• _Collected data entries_
*** Block opens ***

//! In-process engine that answers requests locally.
//!
//! Implements the handful of TDLib requests that work without a network
//! connection (`getOption`, `testCallEmpty`, `testCallString`,
//! `testSquareInt`) and answers everything else with a TDLib style `error`.
//! Responses echo the request's `@extra` like TDLib does.
//!
//! Besides backing the CLI's `--loopback` mode, it keeps the accounting the
//! test suite relies on: destroyed handles, overlapping receives on one
//! handle, and the last log configuration.

use std::collections::{HashMap, HashSet, VecDeque};
use std::sync::atomic::{AtomicU64, AtomicUsize, Ordering};
use std::sync::{Condvar, Mutex};
use std::time::{Duration, Instant};

use serde_json::{Value, json};

use super::Engine;
use crate::error::LockResultExt;

const LOG_TARGET: &str = "tdbridge::engine::loopback";

/// Version reported for the `version` option.
pub const LOOPBACK_VERSION: &str = "1.8.0-loopback";

/// Handle to a loopback client.
#[derive(Debug)]
pub struct LoopbackHandle {
    id: u64,
}

/// Last log configuration applied through the engine.
#[derive(Debug, Clone, Default, PartialEq)]
pub struct LoopbackLogState {
    pub verbosity: Option<i32>,
    pub file_path: Option<String>,
    pub max_file_size: Option<i64>,
}

#[derive(Default)]
struct Queues {
    pending: HashMap<u64, VecDeque<String>>,
    receiving: HashSet<u64>,
}

/// In-process [`Engine`].
pub struct Loopback {
    queues: Mutex<Queues>,
    arrived: Condvar,
    next_id: AtomicU64,
    capacity: Option<usize>,
    receive_delay: Duration,
    destroyed: AtomicUsize,
    overlapping_receives: AtomicUsize,
    log_state: Mutex<LoopbackLogState>,
}

impl Default for Loopback {
    fn default() -> Self {
        Self::new()
    }
}

impl Loopback {
    /// Create an engine without limits or delays.
    pub fn new() -> Self {
        Self {
            queues: Mutex::new(Queues::default()),
            arrived: Condvar::new(),
            next_id: AtomicU64::new(1),
            capacity: None,
            receive_delay: Duration::ZERO,
            destroyed: AtomicUsize::new(0),
            overlapping_receives: AtomicUsize::new(0),
            log_state: Mutex::new(LoopbackLogState::default()),
        }
    }

    /// Limit the number of live clients; `create` fails beyond it.
    pub fn with_capacity(mut self, capacity: usize) -> Self {
        self.capacity = Some(capacity);
        self
    }

    /// Make every non-zero-timeout receive stall for `delay` before looking
    /// at the queue, like a slow engine.
    pub fn with_receive_delay(mut self, delay: Duration) -> Self {
        self.receive_delay = delay;
        self
    }

    /// Number of handles destroyed so far.
    pub fn destroyed_count(&self) -> usize {
        self.destroyed.load(Ordering::SeqCst)
    }

    /// Number of live clients.
    pub fn live_count(&self) -> usize {
        self.queues
            .lock()
            .recover_poison("Loopback::live_count")
            .pending
            .len()
    }

    /// Number of times a receive started while another receive was running on
    /// the same handle.
    pub fn overlapping_receives(&self) -> usize {
        self.overlapping_receives.load(Ordering::SeqCst)
    }

    /// Last log configuration.
    pub fn log_state(&self) -> LoopbackLogState {
        self.log_state
            .lock()
            .recover_poison("Loopback::log_state")
            .clone()
    }

    fn enqueue(&self, id: u64, message: String) {
        let mut queues = self.queues.lock().recover_poison("Loopback::enqueue");
        match queues.pending.get_mut(&id) {
            Some(queue) => {
                queue.push_back(message);
                self.arrived.notify_all();
            }
            None => log::debug!(target: LOG_TARGET, "Dropping message for closed client {}", id),
        }
    }

    /// Answer a request the way TDLib would.
    fn respond(request: &str, synchronous: bool) -> Value {
        let request: Value = match serde_json::from_str(request) {
            Ok(value) => value,
            Err(e) => return error_object(400, &format!("Failed to parse JSON object: {e}")),
        };
        let method = request.get("@type").and_then(Value::as_str).unwrap_or("");

        let mut response = match method {
            "getOption" => match request.get("name").and_then(Value::as_str) {
                Some("version") => json!({
                    "@type": "option",
                    "name": "version",
                    "value": { "@type": "optionValueString", "value": LOOPBACK_VERSION },
                }),
                Some(_) => json!({ "@type": "optionValueEmpty" }),
                None => error_object(400, "Option name must be non-empty"),
            },
            "setLogVerbosityLevel" | "setLogStream" => json!({ "@type": "ok" }),
            "testCallEmpty" if !synchronous => json!({ "@type": "ok" }),
            "testCallString" if !synchronous => json!({
                "@type": "testString",
                "value": request.get("x").cloned().unwrap_or(Value::String(String::new())),
            }),
            "testSquareInt" if !synchronous => {
                let x = request.get("x").and_then(Value::as_i64).unwrap_or(0);
                json!({ "@type": "testInt", "value": x.saturating_mul(x) })
            }
            _ if synchronous => error_object(400, "The method can't be executed synchronously"),
            _ => error_object(400, &format!("Unknown method {method:?}")),
        };

        if let Some(extra) = request.get("@extra") {
            response["@extra"] = extra.clone();
        }
        response
    }
}

fn error_object(code: i64, message: &str) -> Value {
    json!({ "@type": "error", "code": code, "message": message })
}

impl Engine for Loopback {
    type Handle = LoopbackHandle;

    fn create(&self) -> Option<LoopbackHandle> {
        let mut queues = self.queues.lock().recover_poison("Loopback::create");
        if self.capacity.is_some_and(|cap| queues.pending.len() >= cap) {
            return None;
        }
        let id = self.next_id.fetch_add(1, Ordering::SeqCst);
        queues.pending.insert(id, VecDeque::new());
        Some(LoopbackHandle { id })
    }

    fn destroy(&self, handle: LoopbackHandle) {
        let mut queues = self.queues.lock().recover_poison("Loopback::destroy");
        queues.pending.remove(&handle.id);
        self.destroyed.fetch_add(1, Ordering::SeqCst);
        self.arrived.notify_all();
    }

    fn send(&self, handle: &LoopbackHandle, request: &str) {
        let response = Self::respond(request, false);
        self.enqueue(handle.id, response.to_string());
    }

    fn receive(&self, handle: &LoopbackHandle, timeout: Duration) -> Option<String> {
        {
            let mut queues = self.queues.lock().recover_poison("Loopback::receive");
            if !queues.receiving.insert(handle.id) {
                self.overlapping_receives.fetch_add(1, Ordering::SeqCst);
            }
        }

        if !timeout.is_zero() && !self.receive_delay.is_zero() {
            std::thread::sleep(self.receive_delay);
        }

        let deadline = Instant::now() + timeout;
        let mut queues = self.queues.lock().recover_poison("Loopback::receive");
        let message = loop {
            let next = queues.pending.get_mut(&handle.id).and_then(VecDeque::pop_front);
            if next.is_some() {
                break next;
            }
            let now = Instant::now();
            if now >= deadline || !queues.pending.contains_key(&handle.id) {
                break None;
            }
            queues = self
                .arrived
                .wait_timeout(queues, deadline - now)
                .recover_poison("Loopback::receive")
                .0;
        };
        queues.receiving.remove(&handle.id);
        message
    }

    fn execute(&self, _handle: Option<&LoopbackHandle>, request: &str) -> Option<String> {
        Some(Self::respond(request, true).to_string())
    }

    fn set_log_verbosity_level(&self, level: i32) {
        self.log_state
            .lock()
            .recover_poison("Loopback::set_log_verbosity_level")
            .verbosity = Some(level);
    }

    fn set_log_file_path(&self, path: &str) -> bool {
        self.log_state
            .lock()
            .recover_poison("Loopback::set_log_file_path")
            .file_path = (!path.is_empty()).then(|| path.to_string());
        true
    }

    fn set_log_max_file_size(&self, max_file_size: i64) {
        self.log_state
            .lock()
            .recover_poison("Loopback::set_log_max_file_size")
            .max_file_size = Some(max_file_size);
    }
}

*** Block closes ***

Copy each line of the entries exactly.

//! In-process engine that answers requests locally.
//!
//! Implements the handful of TDLib requests that work without a network
//! connection (`getOption`, `testCallEmpty`, `testCallString`,
//! `testSquareInt`) and answers everything else with a TDLib style `error`.
//! Responses echo the request's `@extra` like TDLib does.
//!
//! Besides backing the CLI's `--loopback` mode, it keeps the accounting the
//! test suite relies on: destroyed handles, overlapping receives on one
//! handle, and the last log configuration.

use std::collections::{HashMap, HashSet, VecDeque};
use std::sync::atomic::{AtomicU64, AtomicUsize, Ordering};
use std::sync::{Condvar, Mutex};
use std::time::{Duration, Instant};

use serde_json::{Value, json};

use super::Engine;
use crate::error::LockResultExt;

const LOG_TARGET: &str = "tdbridge::engine::loopback";

/// Version reported for the `version` option.
pub const LOOPBACK_VERSION: &str = "1.8.0-loopback";

/// Handle to a loopback client.
#[derive(Debug)]
pub struct LoopbackHandle {
    id: u64,
}

/// Last log configuration applied through the engine.
#[derive(Debug, Clone, Default, PartialEq)]
pub struct LoopbackLogState {
    pub verbosity: Option<i32>,
    pub file_path: Option<String>,
    pub max_file_size: Option<i64>,
}

#[derive(Default)]
struct Queues {
    pending: HashMap<u64, VecDeque<String>>,
    receiving: HashSet<u64>,
}

/// In-process [`Engine`].
pub struct Loopback {
    queues: Mutex<Queues>,
    arrived: Condvar,
    next_id: AtomicU64,
    capacity: Option<usize>,
    receive_delay: Duration,
    destroyed: AtomicUsize,
    overlapping_receives: AtomicUsize,
    log_state: Mutex<LoopbackLogState>,
}

impl Default for Loopback {
    fn default() -> Self {
        Self::new()
    }
}

impl Loopback {
    /// Create an engine without limits or delays.
    pub fn new() -> Self {
        Self {
            queues: Mutex::new(Queues::default()),
            arrived: Condvar::new(),
            next_id: AtomicU64::new(1),
            capacity: None,
            receive_delay: Duration::ZERO,
            destroyed: AtomicUsize::new(0),
            overlapping_receives: AtomicUsize::new(0),
            log_state: Mutex::new(LoopbackLogState::default()),
        }
    }

    /// Limit the number of live clients; `create` fails beyond it.
    pub fn with_capacity(mut self, capacity: usize) -> Self {
        self.capacity = Some(capacity);
        self
    }

    /// Make every non-zero-timeout receive stall for `delay` before looking
    /// at the queue, like a slow engine.
    pub fn with_receive_delay(mut self, delay: Duration) -> Self {
        self.receive_delay = delay;
        self
    }

    /// Number of handles destroyed so far.
    pub fn destroyed_count(&self) -> usize {
        self.destroyed.load(Ordering::SeqCst)
    }

    /// Number of live clients.
    pub fn live_count(&self) -> usize {
        self.queues
            .lock()
            .recover_poison("Loopback::live_count")
            .pending
            .len()
    }

    /// Number of times a receive started while another receive was running on
    /// the same handle.
    pub fn overlapping_receives(&self) -> usize {
        self.overlapping_receives.load(Ordering::SeqCst)
    }

    /// Last log configuration.
    pub fn log_state(&self) -> LoopbackLogState {
        self.log_state
            .lock()
            .recover_poison("Loopback::log_state")
            .clone()
    }

    fn enqueue(&self, id: u64, message: String) {
        let mut queues = self.queues.lock().recover_poison("Loopback::enqueue");
        match queues.pending.get_mut(&id) {
            Some(queue) => {
                queue.push_back(message);
                self.arrived.notify_all();
            }
            None => log::debug!(target: LOG_TARGET, "Dropping message for closed client {}", id),
        }
    }

    /// Answer a request the way TDLib would.
    fn respond(request: &str, synchronous: bool) -> Value {
        let request: Value = match serde_json::from_str(request) {
            Ok(value) => value,
            Err(e) => return error_object(400, &format!("Failed to parse JSON object: {e}")),
        };
        let method = request.get("@type").and_then(Value::as_str).unwrap_or("");

        let mut response = match method {
            "getOption" => match request.get("name").and_then(Value::as_str) {
                Some("version") => json!({
                    "@type": "option",
                    "name": "version",
                    "value": { "@type": "optionValueString", "value": LOOPBACK_VERSION },
                }),
                Some(_) => json!({ "@type": "optionValueEmpty" }),
                None => error_object(400, "Option name must be non-empty"),
            },
            "setLogVerbosityLevel" | "setLogStream" => json!({ "@type": "ok" }),
            "testCallEmpty" if !synchronous => json!({ "@type": "ok" }),
            "testCallString" if !synchronous => json!({
                "@type": "testString",
                "value": request.get("x").cloned().unwrap_or(Value::String(String::new())),
            }),
            "testSquareInt" if !synchronous => {
                let x = request.get("x").and_then(Value::as_i64).unwrap_or(0);
                json!({ "@type": "testInt", "value": x.saturating_mul(x) })
            }
            _ if synchronous => error_object(400, "The method can't be executed synchronously"),
            _ => error_object(400, &format!("Unknown method {method:?}")),
        };

        if let Some(extra) = request.get("@extra") {
            response["@extra"] = extra.clone();
        }
        response
    }
}

fn error_object(code: i64, message: &str) -> Value {
    json!({ "@type": "error", "code": code, "message": message })
}

impl Engine for Loopback {
    type Handle = LoopbackHandle;

    fn create(&self) -> Option<LoopbackHandle> {
        let mut queues = self.queues.lock().recover_poison("Loopback::create");
        if self.capacity.is_some_and(|cap| queues.pending.len() >= cap) {
            return None;
        }
        let id = self.next_id.fetch_add(1, Ordering::SeqCst);
        queues.pending.insert(id, VecDeque::new());
        Some(LoopbackHandle { id })
    }

    fn destroy(&self, handle: LoopbackHandle) {
        let mut queues = self.queues.lock().recover_poison("Loopback::destroy");
        queues.pending.remove(&handle.id);
        self.destroyed.fetch_add(1, Ordering::SeqCst);
        self.arrived.notify_all();
    }

    fn send(&self, handle: &LoopbackHandle, request: &str) {
        let response = Self::respond(request, false);
        self.enqueue(handle.id, response.to_string());
    }

    fn receive(&self, handle: &LoopbackHandle, timeout: Duration) -> Option<String> {
        {
            let mut queues = self.queues.lock().recover_poison("Loopback::receive");
            if !queues.receiving.insert(handle.id) {
                self.overlapping_receives.fetch_add(1, Ordering::SeqCst);
            }
        }

        if !timeout.is_zero() && !self.receive_delay.is_zero() {
            std::thread::sleep(self.receive_delay);
        }

        let deadline = Instant::now() + timeout;
        let mut queues = self.queues.lock().recover_poison("Loopback::receive");
        let message = loop {
            let next = queues.pending.get_mut(&handle.id).and_then(VecDeque::pop_front);
            if next.is_some() {
                break next;
            }
            let now = Instant::now();
            if now >= deadline || !queues.pending.contains_key(&handle.id) {
                break None;
            }
            queues = self
                .arrived
                .wait_timeout(queues, deadline - now)
                .recover_poison("Loopback::receive")
                .0;
        };
        queues.receiving.remove(&handle.id);
        message
    }

    fn execute(&self, _handle: Option<&LoopbackHandle>, request: &str) -> Option<String> {
        Some(Self::respond(request, true).to_string())
    }

    fn set_log_verbosity_level(&self, level: i32) {
        self.log_state
            .lock()
            .recover_poison("Loopback::set_log_verbosity_level")
            .verbosity = Some(level);
    }

    fn set_log_file_path(&self, path: &str) -> bool {
        self.log_state
            .lock()
            .recover_poison("Loopback::set_log_file_path")
            .file_path = (!path.is_empty()).then(|| path.to_string());
        true
    }

    fn set_log_max_file_size(&self, max_file_size: i64) {
        self.log_state
            .lock()
            .recover_poison("Loopback::set_log_max_file_size")
            .max_file_size = Some(max_file_size);
    }
}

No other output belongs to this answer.